This topic was originally started by member Chris18's suggestions and request for more help. Feel free to add your resources and ideas to it!

For younger grades, I like coloring a picture with crayon and then rubbing it with baby oil or vegetable oil to make it transluscent. (It needs to dry.)  See how-to here.

But we'd like to try something different in the older grades.

Techniques we tried and didn't like the results (maybe we were doing it wrong?)

  • We've tried using overhead transparencies, but struggle with what to use on them. Sharpies seem to temporarily dry out after just a few strokes.
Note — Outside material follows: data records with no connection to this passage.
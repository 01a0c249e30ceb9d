//! Running the project's test suite before a release.
//!
//! The test command is an arbitrary shell string. When none is configured
//! it is inferred from the project layout: Python's `unittest` discovery,
//! pointed at `tests/` when that directory exists.

use std::process::Command;

use camino::{Utf8Path, Utf8PathBuf};
use thiserror::Error;
use tracing::{debug, instrument};

/// Test command used when a `tests/` directory exists.
pub const DEFAULT_TESTS_DIR_COMMAND: &str = "python -m unittest discover tests";

/// Test command used otherwise.
pub const DEFAULT_COMMAND: &str = "python -m unittest discover .";

/// Errors from running the test command.
#[derive(Error, Debug)]
pub enum TestCommandError {
    /// The shell could not be started.
    #[error("failed to execute test command `{command}`: {source}")]
    Exec {
        /// The command line.
        command: String,
        /// Underlying spawn error.
        source: std::io::Error,
    },
}

/// Result alias for test-command operations.
pub type TestCommandResult<T> = Result<T, TestCommandError>;

/// How a test run finished.
#[derive(Debug, Clone, Copy, PartialEq, Eq)]
pub struct TestStatus {
    /// Exit code, or `None` when killed by a signal.
    pub code: Option<i32>,
}

impl TestStatus {
    /// Whether the tests passed.
    pub const fn success(self) -> bool {
        matches!(self.code, Some(0))
    }
}

/// Runs a test command for the release workflow.
pub trait TestRunner {
    /// Run `command` and report how it exited.
    fn run(&self, command: &str) -> TestCommandResult<TestStatus>;
}

/// [`TestRunner`] that runs commands with `sh -c` in the project root.
///
/// Output goes straight to the terminal so the operator can follow along.
/// The command's stdout is redirected to stderr, keeping stdout free for the
/// caller's own output.
#[derive(Debug, Clone)]
pub struct ShellTestRunner {
    root: Utf8PathBuf,
}

impl ShellTestRunner {
    /// Run commands in `root`.
    pub fn new(root: impl Into<Utf8PathBuf>) -> Self {
        Self { root: root.into() }
    }
}

impl TestRunner for ShellTestRunner {
    #[instrument(skip(self), fields(root = %self.root))]
    fn run(&self, command: &str) -> TestCommandResult<TestStatus> {
        debug!(%command, "running tests");
        let status = Command::new("sh")
            .args(["-c", command])
            .current_dir(self.root.as_std_path())
            .stdout(std::io::stderr())
            .status()
            .map_err(|source| TestCommandError::Exec {
                command: command.to_string(),
                source,
            })?;

        let status = TestStatus {
            code: status.code(),
        };
        debug!(code = ?status.code, "tests finished");
        Ok(status)
    }
}

/// Pick a test command for the project in `root`.
pub fn infer_test_command(root: &Utf8Path) -> &'static str {
    if root.join("tests").is_dir() {
        DEFAULT_TESTS_DIR_COMMAND
    } else {
        DEFAULT_COMMAND
    }
}
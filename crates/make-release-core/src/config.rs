//! Configuration loading and discovery.
//!
//! This module provides configuration file discovery by:
//! 1. Walking up from the current directory to find project config
//! 2. Loading user config from XDG config directory
//! 3. Merging with sensible defaults
//!
//! # Supported formats
//!
//! The following configuration file formats are supported:
//! - TOML (`.toml`)
//! - YAML (`.yaml`, `.yml`)
//! - JSON (`.json`)
//!
//! # Config file locations (in order of precedence, highest first):
//! - `.make-release.<ext>` in current directory or any parent
//! - `make-release.<ext>` in current directory or any parent
//! - `~/.config/make-release/config.<ext>` (user config)
//!
//! Where `<ext>` is one of: `toml`, `yaml`, `yml`, `json`
//!
//! # Example
//! ```no_run
//! use camino::Utf8PathBuf;
//! use make_release_core::config::{Config, ConfigLoader};
//!
//! let cwd = std::env::current_dir().unwrap();
//! let cwd = Utf8PathBuf::try_from(cwd).expect("current directory is not valid UTF-8");
//! let config = ConfigLoader::new()
//!     .with_project_search(&cwd)
//!     .load()
//!     .unwrap();
//! ```

use camino::{Utf8Path, Utf8PathBuf};
use figment::Figment;
use figment::providers::{Format, Json, Serialized, Toml, Yaml};
use serde::{Deserialize, Serialize};

use crate::error::{ConfigError, ConfigResult};

/// The configuration for make-release.
///
/// Deserialized from config files found during discovery (TOML, YAML, or JSON).
/// Every field is optional; command-line flags override config values.
#[derive(Debug, Clone, Default, Deserialize, Serialize, PartialEq, Eq)]
#[serde(default)]
pub struct Config {
    /// Log level for the application (e.g., "debug", "info", "warn", "error").
    pub log_level: LogLevel,
    /// Directory for JSONL log files (falls back to platform defaults if unset).
    pub log_dir: Option<Utf8PathBuf>,
    /// Release input defaults.
    pub release: Option<ReleaseConfig>,
    /// Which workflow steps run by default.
    pub steps: Option<StepsConfig>,
    /// Prompt before each step (default: true).
    ///
    /// Set to `false` for scripted use; behaves like `--yes`.
    pub confirm: Option<bool>,
}

/// Defaults for the release inputs.
///
/// Each key mirrors a `make-release release` flag of the same name.
#[derive(Debug, Clone, Default, Deserialize, Serialize, PartialEq, Eq)]
pub struct ReleaseConfig {
    /// Release name (default: the project directory name).
    pub name: Option<String>,
    /// Branch releases are merged into (default: `prod`).
    pub target_branch: Option<String>,
    /// Branch development happens on (default: the current branch).
    pub dev_branch: Option<String>,
    /// Tag name template; `{name}` and `{version}` are substituted.
    pub tag_name: Option<String>,
    /// Test command run before anything else.
    pub test_command: Option<String>,
    /// File holding the `__version__` declaration, relative to the project.
    pub version_file: Option<Utf8PathBuf>,
    /// Allow releasing with uncommitted changes.
    pub allow_dirty: Option<bool>,
}

/// Per-step switches. An unset step runs.
#[derive(Debug, Clone, Default, Deserialize, Serialize, PartialEq, Eq)]
pub struct StepsConfig {
    /// Run the test command.
    pub test: Option<bool>,
    /// Stamp the release version and commit.
    pub prepare: Option<bool>,
    /// Merge the dev branch into the target branch.
    pub merge: Option<bool>,
    /// Create the release tag.
    pub tag: Option<bool>,
    /// Bump to the next development version and commit.
    pub resume: Option<bool>,
}

/// Log level configuration.
#[derive(Debug, Clone, Default, Deserialize, Serialize, PartialEq, Eq)]
#[serde(rename_all = "lowercase")]
pub enum LogLevel {
    /// Verbose output for debugging and development.
    Debug,
    /// Standard operational information (default).
    #[default]
    Info,
    /// Warnings about potential issues.
    Warn,
    /// Errors that indicate failures.
    Error,
}

impl LogLevel {
    /// Returns the log level as a lowercase string slice.
    pub const fn as_str(&self) -> &'static str {
        match self {
            Self::Debug => "debug",
            Self::Info => "info",
            Self::Warn => "warn",
            Self::Error => "error",
        }
    }
}

/// Supported configuration file extensions (in order of preference).
const CONFIG_EXTENSIONS: &[&str] = &["toml", "yaml", "yml", "json"];

/// Application name for XDG directory lookup and config file names.
const APP_NAME: &str = "make-release";

/// Builder for loading configuration from multiple sources.
#[derive(Debug, Default)]
pub struct ConfigLoader {
    /// Starting directory for project config search.
    project_search_root: Option<Utf8PathBuf>,
    /// Whether to include user config from XDG directory.
    include_user_config: bool,
    /// Stop searching when we hit a directory containing this file/dir.
    boundary_marker: Option<String>,
    /// Explicit config files to load (for testing or programmatic use).
    explicit_files: Vec<Utf8PathBuf>,
}

impl ConfigLoader {
    /// Create a new config loader with default settings.
    pub fn new() -> Self {
        Self {
            project_search_root: None,
            include_user_config: true,
            boundary_marker: Some(".git".to_string()),
            explicit_files: Vec::new(),
        }
    }

    /// Set the starting directory for project config search.
    ///
    /// The loader will walk up from this directory looking for config files.
    pub fn with_project_search<P: AsRef<Utf8Path>>(mut self, path: P) -> Self {
        self.project_search_root = Some(path.as_ref().to_path_buf());
        self
    }

    /// Set whether to include user config from `~/.config/make-release/`.
    pub const fn with_user_config(mut self, include: bool) -> Self {
        self.include_user_config = include;
        self
    }

    /// Set a boundary marker to stop directory traversal.
    ///
    /// When walking up directories, stop if we find a directory containing
    /// this file or directory name. Default is `.git`.
    pub fn with_boundary_marker<S: Into<String>>(mut self, marker: S) -> Self {
        self.boundary_marker = Some(marker.into());
        self
    }

    /// Disable boundary marker (search all the way to filesystem root).
    pub fn without_boundary_marker(mut self) -> Self {
        self.boundary_marker = None;
        self
    }

    /// Add an explicit config file to load.
    ///
    /// Files are loaded in order, with later files taking precedence.
    /// Explicit files are loaded after discovered files.
    pub fn with_file<P: AsRef<Utf8Path>>(mut self, path: P) -> Self {
        self.explicit_files.push(path.as_ref().to_path_buf());
        self
    }

    /// Load configuration, merging all discovered sources.
    ///
    /// Precedence (highest to lowest):
    /// 1. Explicit files (in order added via `with_file`)
    /// 2. Project config (closest to search root)
    /// 3. User config (`~/.config/make-release/config.<ext>`)
    /// 4. Default values
    #[tracing::instrument(skip(self), fields(search_root = ?self.project_search_root))]
    pub fn load(self) -> ConfigResult<Config> {
        tracing::debug!("loading configuration");
        let mut figment = Figment::new().merge(Serialized::defaults(Config::default()));

        if self.include_user_config
            && let Some(user_config) = self.find_user_config()
        {
            figment = Self::merge_file(figment, &user_config);
        }

        if let Some(ref root) = self.project_search_root
            && let Some(project_config) = self.find_project_config(root)
        {
            figment = Self::merge_file(figment, &project_config);
        }

        for file in &self.explicit_files {
            figment = Self::merge_file(figment, file);
        }

        let config: Config = figment
            .extract()
            .map_err(|e| ConfigError::Deserialize(Box::new(e)))?;
        tracing::info!(
            log_level = config.log_level.as_str(),
            "configuration loaded"
        );
        Ok(config)
    }

    /// Find project config by walking up from the given directory.
    fn find_project_config(&self, start: &Utf8Path) -> Option<Utf8PathBuf> {
        let mut current = Some(start.to_path_buf());

        while let Some(dir) = current {
            if let Some(ref marker) = self.boundary_marker {
                let marker_path = dir.join(marker);
                if marker_path.exists() && dir != start {
                    // Found boundary in a parent dir, stop searching
                    break;
                }
            }

            for ext in CONFIG_EXTENSIONS {
                let dotfile = dir.join(format!(".{APP_NAME}.{ext}"));
                if dotfile.is_file() {
                    return Some(dotfile);
                }

                let regular = dir.join(format!("{APP_NAME}.{ext}"));
                if regular.is_file() {
                    return Some(regular);
                }
            }

            current = dir.parent().map(Utf8Path::to_path_buf);
        }

        None
    }

    /// Find user config in XDG config directory.
    fn find_user_config(&self) -> Option<Utf8PathBuf> {
        let config_dir = user_config_dir()?;
        CONFIG_EXTENSIONS
            .iter()
            .map(|ext| config_dir.join(format!("config.{ext}")))
            .find(|path| path.is_file())
    }

    /// Merge a config file into the figment, detecting format from extension.
    fn merge_file(figment: Figment, path: &Utf8Path) -> Figment {
        match path.extension() {
            Some("yaml" | "yml") => figment.merge(Yaml::file_exact(path.as_str())),
            Some("json") => figment.merge(Json::file_exact(path.as_str())),
            _ => figment.merge(Toml::file_exact(path.as_str())),
        }
    }
}

/// Find the project config file path without loading it.
///
/// Uses the same `.git` boundary as [`ConfigLoader::load`].
pub fn find_project_config<P: AsRef<Utf8Path>>(start: P) -> Option<Utf8PathBuf> {
    ConfigLoader::new().find_project_config(start.as_ref())
}

fn project_dirs() -> Option<directories::ProjectDirs> {
    directories::ProjectDirs::from("", "", APP_NAME)
}

/// Get the user config directory path.
///
/// Returns `~/.config/make-release/` on Linux,
/// `~/Library/Application Support/make-release/` on macOS, and equivalent
/// on other platforms.
pub fn user_config_dir() -> Option<Utf8PathBuf> {
    let proj_dirs = project_dirs()?;
    Utf8PathBuf::from_path_buf(proj_dirs.config_dir().to_path_buf()).ok()
}

/// Get the user data directory path.
///
/// Returns `~/.local/share/make-release/` on Linux,
/// `~/Library/Application Support/make-release/` on macOS, and equivalent
/// on other platforms.
pub fn user_data_dir() -> Option<Utf8PathBuf> {
    let proj_dirs = project_dirs()?;
    Utf8PathBuf::from_path_buf(proj_dirs.data_dir().to_path_buf()).ok()
}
Other permanent markers seems to end up very streaky looking.
  • Tried a sample with acrylic paint which looks nice on the table, but not so nice when hung in a window. \
  • Tried puffy paint tubes which wasn't too bad, but they sure went through the tubes in a hurry.

Here are two lesson plans at that use "stained glass paints" found at places like Michaels and Amazon.

  1. "The Last Supper" Art Workshop Stained Glass using Glass Paints and adhesive "leading strips" written by Jaymie Derden, State Street Church.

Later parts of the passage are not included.